Am Strand unter dem alten Kastell lag eine Reihe von Booten, die dort nicht hingehörten. Lederbespannte Curachs! Und da erhob sich auch schon Kampfgeschrei und das Klirren von Waffen und zerbrechendem Geschirr mischte sich mit den Hilferufen derer, die zu spät geflohen waren. Wie sie selbst.

Plötzlich tauchten zwei Fremde hinter der nächsten Hütte auf. Sie waren fast nackt und mit wilden blauen Mustern bemalt. Álainn schrie auf, drückte ihre Mutter an die Hauswand und stellte sich schützend vor sie. Der Schnurrbart des ersten Angreifers bog sich zu einem Grinsen. Er hob seine Axt. Instinktiv streckte sie die Hände zur Abwehr hoch, doch der Schlag traf sie unerwartet fest. Sie spürte noch, wie sich einer ihrer Finger schmerzhaft überdehnte, dann wurde es um Álainn herum dunkel.

Beufleet, April 441

Ceretic

„Silber? Wie viel Silber?“, fragte Hengist.

Ceretic seufzte innerlich. Das war das Einzige, was den Sachsen zu interessieren schien. Er hielt dem bohrenden Blick seines Gegenübers stand. Hengists eisgraue Augen starrten ihn unter buschigen rotblonden Brauen unverwandt an. Ceretic fröstelte. Zwinkerte Hengist niemals?

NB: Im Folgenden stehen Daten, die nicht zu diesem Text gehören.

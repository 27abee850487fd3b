use crate::args::LogLevel;
use is_terminal::IsTerminal;
use tracing_subscriber::EnvFilter;

/// Environment variable holding a full `EnvFilter` directive, e.g. `kvadm_sheet=trace`.
pub const LOG_ENV: &str = "KVADM_LOG";

/// Install the stderr subscriber. `KVADM_LOG` wins over `--log-level`.
pub fn init(level: LogLevel) {
    let filter = EnvFilter::try_from_env(LOG_ENV).unwrap_or_else(|_| EnvFilter::new(level.as_str()));

    // A second install (tests driving `run` repeatedly) keeps the first subscriber.
    let _ = tracing_subscriber::fmt()
        .with_target(false)
        .with_ansi(std::io::stderr().is_terminal())
        .with_writer(std::io::stderr)
        .with_env_filter(filter)
        .try_init();
}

Es würde schwer werden, ein stabiles Bündnis zwischen Britanniern und Sachsen zu schmieden. Eine Treue, die allein auf Silber beruhte, konnte jederzeit überboten werden. Vielleicht würden im Laufe der Zeit Familienbande hinzukommen und den Mammon ersetzen? Bei diesem Gedanken erschien seltsamerweise das Bild von Hengists schöner Tochter vor seinem geistigen Auge.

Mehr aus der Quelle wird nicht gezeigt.